┌────────

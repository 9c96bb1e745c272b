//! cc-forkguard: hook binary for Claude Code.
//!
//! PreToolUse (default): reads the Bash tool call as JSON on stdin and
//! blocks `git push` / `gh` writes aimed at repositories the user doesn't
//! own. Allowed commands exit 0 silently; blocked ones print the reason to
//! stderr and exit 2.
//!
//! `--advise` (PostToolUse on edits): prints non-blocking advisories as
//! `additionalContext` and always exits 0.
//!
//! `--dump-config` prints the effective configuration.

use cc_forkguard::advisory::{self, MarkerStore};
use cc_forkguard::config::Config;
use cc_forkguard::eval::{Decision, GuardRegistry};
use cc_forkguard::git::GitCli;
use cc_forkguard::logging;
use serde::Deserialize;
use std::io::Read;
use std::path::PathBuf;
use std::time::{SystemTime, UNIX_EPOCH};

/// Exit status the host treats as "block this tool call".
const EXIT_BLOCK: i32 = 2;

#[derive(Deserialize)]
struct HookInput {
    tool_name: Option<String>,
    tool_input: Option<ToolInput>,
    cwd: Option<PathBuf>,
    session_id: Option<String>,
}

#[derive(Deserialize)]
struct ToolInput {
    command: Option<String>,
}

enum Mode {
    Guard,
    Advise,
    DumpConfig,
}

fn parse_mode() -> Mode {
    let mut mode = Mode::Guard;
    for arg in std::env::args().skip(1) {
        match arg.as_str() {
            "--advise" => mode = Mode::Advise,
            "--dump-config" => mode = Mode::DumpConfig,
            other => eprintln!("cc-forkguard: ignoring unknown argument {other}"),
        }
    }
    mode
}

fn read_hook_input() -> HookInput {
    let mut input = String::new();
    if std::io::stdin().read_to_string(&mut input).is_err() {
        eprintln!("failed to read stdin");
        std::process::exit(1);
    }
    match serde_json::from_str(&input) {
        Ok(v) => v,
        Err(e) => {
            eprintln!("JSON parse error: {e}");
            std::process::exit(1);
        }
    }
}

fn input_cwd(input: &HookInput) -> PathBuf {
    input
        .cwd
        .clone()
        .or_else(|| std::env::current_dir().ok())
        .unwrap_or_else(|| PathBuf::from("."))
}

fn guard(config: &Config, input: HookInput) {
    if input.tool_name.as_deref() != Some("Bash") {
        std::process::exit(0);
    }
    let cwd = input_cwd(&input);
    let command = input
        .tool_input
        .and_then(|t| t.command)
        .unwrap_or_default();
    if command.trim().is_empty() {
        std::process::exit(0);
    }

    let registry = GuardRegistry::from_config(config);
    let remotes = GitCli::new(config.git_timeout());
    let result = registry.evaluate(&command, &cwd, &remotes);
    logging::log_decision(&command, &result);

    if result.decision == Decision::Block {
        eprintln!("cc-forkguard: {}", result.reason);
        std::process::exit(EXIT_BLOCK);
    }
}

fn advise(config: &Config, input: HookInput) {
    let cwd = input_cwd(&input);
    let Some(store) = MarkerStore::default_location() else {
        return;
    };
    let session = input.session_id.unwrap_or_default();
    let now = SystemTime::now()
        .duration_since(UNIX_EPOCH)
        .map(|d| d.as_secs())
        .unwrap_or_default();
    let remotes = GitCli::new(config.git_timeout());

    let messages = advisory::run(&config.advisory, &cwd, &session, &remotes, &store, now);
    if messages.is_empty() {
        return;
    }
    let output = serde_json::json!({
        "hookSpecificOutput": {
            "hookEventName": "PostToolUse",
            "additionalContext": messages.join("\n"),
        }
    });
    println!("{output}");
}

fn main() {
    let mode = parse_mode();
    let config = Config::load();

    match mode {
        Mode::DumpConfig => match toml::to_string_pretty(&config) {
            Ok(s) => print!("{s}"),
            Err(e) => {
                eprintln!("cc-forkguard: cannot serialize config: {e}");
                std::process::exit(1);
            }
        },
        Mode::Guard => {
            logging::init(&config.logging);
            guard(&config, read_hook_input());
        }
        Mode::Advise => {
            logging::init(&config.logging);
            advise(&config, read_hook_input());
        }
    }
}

└────────
┌────────

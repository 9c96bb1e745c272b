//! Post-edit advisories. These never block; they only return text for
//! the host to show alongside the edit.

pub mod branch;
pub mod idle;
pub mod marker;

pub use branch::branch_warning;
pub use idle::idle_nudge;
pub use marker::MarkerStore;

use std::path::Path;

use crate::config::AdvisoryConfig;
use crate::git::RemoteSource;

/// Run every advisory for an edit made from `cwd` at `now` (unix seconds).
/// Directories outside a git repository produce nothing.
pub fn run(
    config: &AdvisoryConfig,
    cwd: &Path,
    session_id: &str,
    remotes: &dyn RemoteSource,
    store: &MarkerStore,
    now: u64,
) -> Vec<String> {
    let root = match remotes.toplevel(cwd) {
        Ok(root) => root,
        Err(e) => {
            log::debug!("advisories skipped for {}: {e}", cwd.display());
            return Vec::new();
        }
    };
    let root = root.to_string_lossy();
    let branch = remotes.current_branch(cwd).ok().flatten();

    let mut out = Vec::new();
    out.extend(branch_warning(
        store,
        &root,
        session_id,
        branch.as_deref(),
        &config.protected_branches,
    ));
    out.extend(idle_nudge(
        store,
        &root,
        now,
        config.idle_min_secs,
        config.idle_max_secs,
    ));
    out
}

└────────
┌────────

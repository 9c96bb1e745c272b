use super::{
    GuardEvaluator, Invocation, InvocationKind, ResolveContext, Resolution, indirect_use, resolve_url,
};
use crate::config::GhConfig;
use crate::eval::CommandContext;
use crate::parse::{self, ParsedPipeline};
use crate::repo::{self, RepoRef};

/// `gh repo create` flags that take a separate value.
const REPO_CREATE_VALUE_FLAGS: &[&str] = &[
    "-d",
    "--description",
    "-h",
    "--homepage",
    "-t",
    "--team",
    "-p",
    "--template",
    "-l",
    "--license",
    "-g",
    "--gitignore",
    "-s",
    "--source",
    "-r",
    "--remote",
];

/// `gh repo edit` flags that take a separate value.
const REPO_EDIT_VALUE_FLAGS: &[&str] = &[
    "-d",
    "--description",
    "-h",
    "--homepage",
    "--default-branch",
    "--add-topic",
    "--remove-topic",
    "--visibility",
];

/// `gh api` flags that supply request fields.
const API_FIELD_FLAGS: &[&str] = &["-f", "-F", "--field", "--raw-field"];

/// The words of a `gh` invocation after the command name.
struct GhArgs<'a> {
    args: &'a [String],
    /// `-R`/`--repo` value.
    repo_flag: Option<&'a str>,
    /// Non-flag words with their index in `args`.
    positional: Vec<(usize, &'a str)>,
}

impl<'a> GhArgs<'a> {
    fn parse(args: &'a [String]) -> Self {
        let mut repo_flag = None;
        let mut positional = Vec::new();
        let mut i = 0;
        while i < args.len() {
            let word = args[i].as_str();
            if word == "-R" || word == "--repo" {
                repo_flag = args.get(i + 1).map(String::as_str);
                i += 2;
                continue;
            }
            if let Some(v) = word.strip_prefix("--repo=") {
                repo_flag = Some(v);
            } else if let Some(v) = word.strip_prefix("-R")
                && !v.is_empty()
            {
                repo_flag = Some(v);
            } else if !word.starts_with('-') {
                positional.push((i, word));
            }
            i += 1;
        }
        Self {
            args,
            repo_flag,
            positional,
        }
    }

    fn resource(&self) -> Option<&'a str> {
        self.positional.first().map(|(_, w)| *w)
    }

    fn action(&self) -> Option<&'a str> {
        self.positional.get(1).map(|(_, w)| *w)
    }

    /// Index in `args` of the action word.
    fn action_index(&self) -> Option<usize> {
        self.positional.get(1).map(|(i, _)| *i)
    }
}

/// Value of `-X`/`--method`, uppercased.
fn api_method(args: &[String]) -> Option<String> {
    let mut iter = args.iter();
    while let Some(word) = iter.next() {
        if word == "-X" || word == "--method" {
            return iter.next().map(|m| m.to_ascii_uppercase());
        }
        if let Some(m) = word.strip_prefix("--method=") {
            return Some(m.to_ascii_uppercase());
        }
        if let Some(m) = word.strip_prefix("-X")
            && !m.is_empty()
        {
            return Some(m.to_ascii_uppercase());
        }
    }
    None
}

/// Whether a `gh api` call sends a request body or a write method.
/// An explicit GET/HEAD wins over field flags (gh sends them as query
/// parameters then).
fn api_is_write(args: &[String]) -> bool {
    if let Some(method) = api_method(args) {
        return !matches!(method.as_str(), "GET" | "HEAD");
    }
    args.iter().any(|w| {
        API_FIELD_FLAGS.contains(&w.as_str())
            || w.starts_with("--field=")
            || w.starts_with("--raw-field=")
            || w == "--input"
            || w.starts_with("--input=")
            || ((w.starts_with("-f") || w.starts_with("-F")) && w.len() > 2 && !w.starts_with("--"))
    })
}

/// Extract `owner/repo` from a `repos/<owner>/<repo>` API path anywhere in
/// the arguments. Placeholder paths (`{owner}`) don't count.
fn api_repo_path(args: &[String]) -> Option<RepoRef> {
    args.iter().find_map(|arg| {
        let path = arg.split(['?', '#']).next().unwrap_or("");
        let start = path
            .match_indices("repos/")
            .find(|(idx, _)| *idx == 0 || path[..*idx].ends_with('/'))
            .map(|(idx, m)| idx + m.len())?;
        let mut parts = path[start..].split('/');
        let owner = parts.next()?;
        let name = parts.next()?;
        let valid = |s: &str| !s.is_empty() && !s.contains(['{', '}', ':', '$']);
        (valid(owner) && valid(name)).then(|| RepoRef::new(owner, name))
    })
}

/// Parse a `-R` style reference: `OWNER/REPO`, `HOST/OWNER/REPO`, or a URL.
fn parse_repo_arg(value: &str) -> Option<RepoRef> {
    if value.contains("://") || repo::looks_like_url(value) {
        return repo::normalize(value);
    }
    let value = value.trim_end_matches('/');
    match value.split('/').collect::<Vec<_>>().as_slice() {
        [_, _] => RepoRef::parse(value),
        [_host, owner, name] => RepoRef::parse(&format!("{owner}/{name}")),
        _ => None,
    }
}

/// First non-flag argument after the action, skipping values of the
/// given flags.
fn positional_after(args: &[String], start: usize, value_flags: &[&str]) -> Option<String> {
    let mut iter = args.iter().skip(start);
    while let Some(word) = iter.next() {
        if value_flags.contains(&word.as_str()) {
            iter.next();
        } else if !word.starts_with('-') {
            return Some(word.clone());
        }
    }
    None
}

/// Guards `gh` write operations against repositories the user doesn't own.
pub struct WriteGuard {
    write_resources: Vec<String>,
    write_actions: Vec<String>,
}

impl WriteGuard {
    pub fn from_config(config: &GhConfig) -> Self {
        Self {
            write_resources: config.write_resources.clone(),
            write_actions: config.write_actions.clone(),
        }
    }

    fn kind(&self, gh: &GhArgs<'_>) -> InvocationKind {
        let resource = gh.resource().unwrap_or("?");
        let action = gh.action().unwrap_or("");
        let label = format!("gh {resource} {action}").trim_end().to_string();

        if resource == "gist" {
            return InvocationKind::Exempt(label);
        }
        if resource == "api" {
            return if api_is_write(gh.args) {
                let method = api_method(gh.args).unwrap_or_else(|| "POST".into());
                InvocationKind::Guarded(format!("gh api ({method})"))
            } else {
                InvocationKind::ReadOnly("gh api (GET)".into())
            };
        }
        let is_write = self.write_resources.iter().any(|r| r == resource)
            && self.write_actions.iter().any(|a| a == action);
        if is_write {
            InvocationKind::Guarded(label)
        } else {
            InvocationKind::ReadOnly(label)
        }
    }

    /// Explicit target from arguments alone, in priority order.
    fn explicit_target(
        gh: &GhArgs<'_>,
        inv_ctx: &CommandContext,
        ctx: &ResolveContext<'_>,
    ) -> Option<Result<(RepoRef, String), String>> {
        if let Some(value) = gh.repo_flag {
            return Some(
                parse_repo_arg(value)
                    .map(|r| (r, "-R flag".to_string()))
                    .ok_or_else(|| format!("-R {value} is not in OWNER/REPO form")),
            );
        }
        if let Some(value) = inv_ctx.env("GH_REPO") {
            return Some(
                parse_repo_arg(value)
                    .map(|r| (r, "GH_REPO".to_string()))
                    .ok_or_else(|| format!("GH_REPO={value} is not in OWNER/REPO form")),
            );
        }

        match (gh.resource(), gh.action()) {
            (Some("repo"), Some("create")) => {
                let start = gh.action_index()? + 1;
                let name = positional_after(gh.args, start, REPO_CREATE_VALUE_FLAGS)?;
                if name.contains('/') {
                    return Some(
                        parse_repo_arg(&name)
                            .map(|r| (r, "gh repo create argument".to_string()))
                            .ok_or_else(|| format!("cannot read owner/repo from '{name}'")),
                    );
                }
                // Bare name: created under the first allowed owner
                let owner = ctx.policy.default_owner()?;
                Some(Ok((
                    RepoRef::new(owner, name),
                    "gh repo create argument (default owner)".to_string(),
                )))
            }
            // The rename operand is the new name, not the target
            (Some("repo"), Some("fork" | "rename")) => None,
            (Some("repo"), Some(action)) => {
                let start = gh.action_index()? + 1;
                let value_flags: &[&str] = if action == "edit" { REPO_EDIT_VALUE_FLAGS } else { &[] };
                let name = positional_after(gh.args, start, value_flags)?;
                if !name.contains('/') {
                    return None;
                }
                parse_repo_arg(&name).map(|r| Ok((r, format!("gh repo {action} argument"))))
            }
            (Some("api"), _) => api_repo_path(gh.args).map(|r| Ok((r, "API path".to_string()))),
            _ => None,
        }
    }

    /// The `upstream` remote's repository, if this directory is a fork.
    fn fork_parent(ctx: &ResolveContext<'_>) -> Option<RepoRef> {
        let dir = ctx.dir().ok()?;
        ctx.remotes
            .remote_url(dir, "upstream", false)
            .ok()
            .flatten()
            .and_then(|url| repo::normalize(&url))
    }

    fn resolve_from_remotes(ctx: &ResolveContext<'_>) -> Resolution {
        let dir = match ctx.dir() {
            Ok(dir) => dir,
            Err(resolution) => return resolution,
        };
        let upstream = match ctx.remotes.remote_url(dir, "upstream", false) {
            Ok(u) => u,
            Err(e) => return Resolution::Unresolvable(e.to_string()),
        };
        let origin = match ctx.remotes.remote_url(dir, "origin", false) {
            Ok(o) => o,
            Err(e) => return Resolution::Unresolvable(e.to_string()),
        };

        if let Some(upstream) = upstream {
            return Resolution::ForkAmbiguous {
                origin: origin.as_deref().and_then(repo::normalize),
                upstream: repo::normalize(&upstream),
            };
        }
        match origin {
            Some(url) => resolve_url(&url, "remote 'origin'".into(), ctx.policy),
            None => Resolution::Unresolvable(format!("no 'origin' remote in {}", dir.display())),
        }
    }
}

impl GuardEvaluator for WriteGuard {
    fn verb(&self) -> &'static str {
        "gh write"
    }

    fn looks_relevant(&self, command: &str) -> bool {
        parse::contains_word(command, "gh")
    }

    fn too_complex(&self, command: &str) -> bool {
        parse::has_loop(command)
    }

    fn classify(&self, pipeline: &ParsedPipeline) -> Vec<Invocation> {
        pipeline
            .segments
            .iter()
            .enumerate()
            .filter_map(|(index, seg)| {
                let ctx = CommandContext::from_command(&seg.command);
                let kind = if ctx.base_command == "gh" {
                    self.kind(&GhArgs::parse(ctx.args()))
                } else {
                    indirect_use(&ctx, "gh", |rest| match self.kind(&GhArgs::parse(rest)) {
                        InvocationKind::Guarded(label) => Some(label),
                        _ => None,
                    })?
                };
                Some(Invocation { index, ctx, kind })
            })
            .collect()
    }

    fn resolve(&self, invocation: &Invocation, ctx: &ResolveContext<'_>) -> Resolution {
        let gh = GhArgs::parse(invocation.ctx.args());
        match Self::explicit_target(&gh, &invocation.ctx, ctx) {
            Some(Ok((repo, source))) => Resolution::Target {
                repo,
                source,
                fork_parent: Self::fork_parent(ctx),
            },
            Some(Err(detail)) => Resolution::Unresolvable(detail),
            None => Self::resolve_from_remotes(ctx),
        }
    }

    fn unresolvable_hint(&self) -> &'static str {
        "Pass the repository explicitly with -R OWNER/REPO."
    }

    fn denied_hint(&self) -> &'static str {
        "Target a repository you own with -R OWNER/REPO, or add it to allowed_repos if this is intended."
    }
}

└────────

• _WHAT IS NEEDED_:
Would you copy out exactly the lines above that start at the one containing "fn resource(&self) ->" and end at the one containing "the action word.", inclusive?

• _SOLUTION TO THE PROBLEM_:
    fn resource(&self) -> Option<&'a str> {
        self.positional.first().map(|(_, w)| *w)
    }

    fn action(&self) -> Option<&'a str> {
        self.positional.get(1).map(|(_, w)| *w)
    }

    /// Index in `args` of the action word.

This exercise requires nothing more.